Haley spoke out against the bipartisan skepticism of
freedom as a guiding political principle. Most of her fire was trained on
Democrats, who have taken big government as their guiding principle during the
Biden administration. She rightly decried the fact that 42 million Americans
are on food stamps and 100 million are on Medicaid. That so many are dependent
on government for food and health care is a sign of deep trouble.
But she also went after Republicans, some of whom have
spoken positively of government-directed economic policies for specific
industries or supported variants of “stakeholder capitalism” for supposedly
conservative ends. She made sure to note that Donald Trump — as well as Barack
Obama and Joe Biden — was guilty of running up the debt.
When she sounded the alarm about the debt, she was also
honest about its cause: entitlement spending and interest payments. She wants
to reform Social Security and Medicare by raising the retirement age for
younger generations, limiting benefits for high-income recipients, and pegging
cost-of-living adjustments to a lower inflation measure. She promised to
balance the budget and veto any budget that wouldn’t return spending to
pre-pandemic levels.
Exactly how she plans to get there is less clear. Her
plan on taxes would likely reduce revenue overall. It eliminates the federal
gas tax entirely and cuts individual income taxes by an unspecified amount,
with the elimination of the state-and-local tax deduction as the only specific
revenue-raising measure. On the spending side, she’d repeal the green-energy
subsidies from the so-called Inflation Reduction Act, say no to any requests
for bailouts, and cap spending at an unspecified percentage of GDP. Those
reforms mostly seem fine, but there’s a $2 trillion-per-year gap to close, and
it’s hard to see how the math would work.

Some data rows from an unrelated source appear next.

//! Batch orchestration: rows in, `custombatch` payload out.

use feedloader_core::{Method, UploaderConfig};

use crate::error::UploaderError;
use crate::format::format_item;
use crate::observer::{BatchObserver, TracingObserver};
use crate::types::{
    ApiItem, ApiValue, BatchEntry, BatchOutput, EntryPayload, FieldValue, SourceRow,
    MERCHANT_ID_FIELD,
};

/// Fields of the REST product id, in order: `{channel}:{contentLanguage}:{targetCountry}:{offerId}`.
const PRODUCT_ID_FIELDS: [&str; 4] = ["channel", "contentLanguage", "targetCountry", "offerId"];

/// Builds batches against one configuration, reporting recoverable data
/// problems to an observer.
///
/// Holds no per-batch state, so one builder can serve any number of
/// [`create_batch`](Self::create_batch) calls.
#[derive(Debug, Clone)]
pub struct BatchCreator<'a, O = TracingObserver> {
    config: &'a UploaderConfig,
    observer: O,
}

impl<'a> BatchCreator<'a, TracingObserver> {
    #[must_use]
    pub fn new(config: &'a UploaderConfig) -> Self {
        Self::with_observer(config, TracingObserver)
    }
}

impl<'a, O: BatchObserver> BatchCreator<'a, O> {
    #[must_use]
    pub fn with_observer(config: &'a UploaderConfig, observer: O) -> Self {
        Self { config, observer }
    }

    #[must_use]
    pub fn config(&self) -> &UploaderConfig {
        self.config
    }

    /// Formats one row as an API product. See [`format_item`].
    #[must_use]
    pub fn format_item(&self, batch_number: usize, row: &SourceRow) -> ApiItem {
        format_item(self.config, &self.observer, batch_number, row)
    }

    /// Processes `rows` into a batch ready to submit to the API.
    ///
    /// `batch_number` identifies the whole batch in logs; each entry's
    /// `batchId` is the zero-based position of its row in `rows`. In
    /// multi-client mode, rows without a usable `google_merchant_id` are
    /// skipped but still consume their position, so emitted ids can have gaps.
    ///
    /// # Errors
    ///
    /// Returns [`UploaderError`] when a delete entry's formatted item lacks one
    /// of the fields needed to build its `productId`.
    pub fn create_batch(
        &self,
        batch_number: usize,
        rows: &[SourceRow],
        method: Method,
    ) -> Result<BatchOutput, UploaderError> {
        let mut output = BatchOutput::default();

        for (batch_id, row) in rows.iter().enumerate() {
            let merchant_id = if self.config.is_mca {
                match row_merchant_id(row) {
                    Some(id) => id,
                    None => {
                        let item_id = row.item_id();
                        self.observer.row_skipped(batch_number, &item_id);
                        output.skipped_item_ids.push(item_id);
                        continue;
                    }
                }
            } else {
                self.config.merchant_id.clone()
            };

            let formatted_item = self.format_item(batch_number, row);
            let payload = match method {
                Method::Insert => EntryPayload::Product(formatted_item),
                Method::Delete => EntryPayload::ProductId(format_product_id(
                    batch_number,
                    batch_id,
                    &formatted_item,
                )?),
            };

            output.batch.entries.push(BatchEntry {
                batch_id,
                merchant_id,
                method,
                payload,
            });
            output.batch_id_to_item_id.insert(batch_id, row.item_id());
        }

        Ok(output)
    }

    /// Splits `rows` into chunks of the configured batch size and builds one
    /// batch per chunk, numbered from zero.
    ///
    /// # Errors
    ///
    /// Stops at the first batch that fails; see [`Self::create_batch`].
    pub fn create_batches(
        &self,
        rows: &[SourceRow],
        method: Method,
    ) -> Result<Vec<BatchOutput>, UploaderError> {
        chunk_rows(rows, self.config.batch_size)
            .enumerate()
            .map(|(batch_number, chunk)| self.create_batch(batch_number, chunk, method))
            .collect()
    }
}

/// Builds one batch with the default [`TracingObserver`].
///
/// # Errors
///
/// See [`BatchCreator::create_batch`].
pub fn create_batch(
    config: &UploaderConfig,
    batch_number: usize,
    rows: &[SourceRow],
    method: Method,
) -> Result<BatchOutput, UploaderError> {
    BatchCreator::new(config).create_batch(batch_number, rows, method)
}

/// Consecutive slices of at most `batch_size` rows. A size of zero is
/// treated as one.
pub fn chunk_rows(rows: &[SourceRow], batch_size: usize) -> std::slice::Chunks<'_, SourceRow> {
    rows.chunks(batch_size.max(1))
}

/// Sub-account id from a multi-client row: non-empty text or a non-zero
/// integer. Anything else means the row cannot be routed.
fn row_merchant_id(row: &SourceRow) -> Option<String> {
    match row.get(MERCHANT_ID_FIELD)? {
        FieldValue::Text(id) if !id.is_empty() => Some(id.clone()),
        FieldValue::Integer(id) if *id != 0 => Some(id.to_string()),
        _ => None,
    }
}

fn format_product_id(
    batch_number: usize,
    batch_id: usize,
    item: &ApiItem,
) -> Result<String, UploaderError> {
    let mut parts = Vec::with_capacity(PRODUCT_ID_FIELDS.len());

    for field in PRODUCT_ID_FIELDS {
        let part = match item.get(field) {
            None => {
                return Err(UploaderError::MissingTemplateField {
                    batch_number,
                    batch_id,
                    field,
                })
            }
            Some(ApiValue::Text(s)) => s.clone(),
            Some(ApiValue::Integer(n)) => n.to_string(),
            Some(ApiValue::Float(n)) => n.to_string(),
            Some(other) => {
                return Err(UploaderError::InvalidTemplateField {
                    batch_number,
                    batch_id,
                    field,
                    reason: format!("expected a scalar, got {other:?}"),
                })
            }
        };
        parts.push(part);
    }

    Ok(parts.join(":"))
}

#[cfg(test)]
#[path = "batch_test.rs"]
mod tests;
use std::str::FromStr;

use serde::{Deserialize, Serialize};

/// Operation carried out on every entry of a batch.
#[derive(Debug, Clone, Copy, PartialEq, Eq, Hash, Serialize, Deserialize)]
#[serde(rename_all = "lowercase")]
pub enum Method {
    Insert,
    Delete,
}

impl std::fmt::Display for Method {
    fn fmt(&self, f: &mut std::fmt::Formatter<'_>) -> std::fmt::Result {
        match self {
            Method::Insert => write!(f, "insert"),
            Method::Delete => write!(f, "delete"),
        }
    }
}

impl FromStr for Method {
    type Err = String;

    fn from_str(s: &str) -> Result<Self, Self::Err> {
        match s.to_ascii_lowercase().as_str() {
            "insert" => Ok(Method::Insert),
            "delete" => Ok(Method::Delete),
            other => Err(format!("unknown method \"{other}\" (expected insert or delete)")),
        }
    }
}

/// Sales channel the products are listed on.
#[derive(Debug, Clone, Copy, PartialEq, Eq, Hash, Serialize, Deserialize)]
#[serde(rename_all = "lowercase")]
pub enum Channel {
    Online,
    Local,
}

impl Channel {
    /// The wire value sent to the API (`"online"` / `"local"`).
    #[must_use]
    pub fn as_str(self) -> &'static str {
        match self {
            Channel::Online => "online",
            Channel::Local => "local",
        }
    }
}

impl std::fmt::Display for Channel {
    fn fmt(&self, f: &mut std::fmt::Formatter<'_>) -> std::fmt::Result {
        f.write_str(self.as_str())
    }
}

impl FromStr for Channel {
    type Err = String;

    fn from_str(s: &str) -> Result<Self, Self::Err> {
        match s.to_ascii_lowercase().as_str() {
            "online" => Ok(Channel::Online),
            "local" => Ok(Channel::Local),
            other => Err(format!("unknown channel \"{other}\" (expected online or local)")),
        }
    }
}

#[cfg(test)]
mod tests {
    use super::*;

    #[test]
    fn method_serializes_lowercase() {
        assert_eq!(serde_json::to_string(&Method::Insert).unwrap(), "\"insert\"");
        assert_eq!(serde_json::to_string(&Method::Delete).unwrap(), "\"delete\"");
    }

    #[test]
    fn method_parses_case_insensitively() {
        assert_eq!("INSERT".parse::<Method>().unwrap(), Method::Insert);
        assert_eq!("delete".parse::<Method>().unwrap(), Method::Delete);
        assert!("upsert".parse::<Method>().is_err());
    }

    #[test]
    fn channel_round_trips_through_display() {
        for channel in [Channel::Online, Channel::Local] {
            assert_eq!(channel.to_string().parse::<Channel>().unwrap(), channel);
        }
    }

    #[test]
    fn channel_rejects_unknown_value() {
        let err = "store".parse::<Channel>().unwrap_err();
        assert!(err.contains("store"));
    }
}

But this is just a campaign speech right now, and it’s a
breath of fresh air in a campaign season where economic freedom has gotten
short shrift.
Haley correctly recognizes that economic freedom is
America’s greatest advantage against China, not a weakness to be corrected by
“strategic” government intervention. She pointed out how Biden’s interventions
in green energy can work out to China’s benefit, as it is currently the world’s
largest electric-vehicle producer and solar-panel producer.
She also told the story of her own state, which
illustrates how Americans, more often than not, adapt to changing economic
conditions. South Carolina was a center of the textile industry, until it
wasn’t. That had negative economic ramifications, but rather than pretend the
government could save the textile industry or promise welfare in exchange for
lost jobs, the state moved into new industries and remains a very attractive
place to live. Most politicians today would tell that story as a victim narrative,
but Haley instead focuses on American ingenuity and resilience, attributes
Republicans should always highlight to provide contrast against the Left’s
grievance-first mentality.
The problem with the “political-subsidy economy,” as
Haley describes the economy under Joe Biden, is not that it was designed by
Democrats. Republicans aren’t significantly better at designing subsidies than
Democrats are. The problem is the very idea that the government can engineer
superior economic results. It can’t, and when it tries to, it will make things
worse.
Haley understands that Americans don’t need some
politician to fight for them. Americans know how to run their own lives, thank
you very much, and they don’t trust politicians or bureaucrats to make
decisions for them. After four years of Biden’s stifling freedom, and too
many Republicans’ being afraid to unapologetically defend freedom, it would be
a relief for America’s secret weapon to be out in the open again.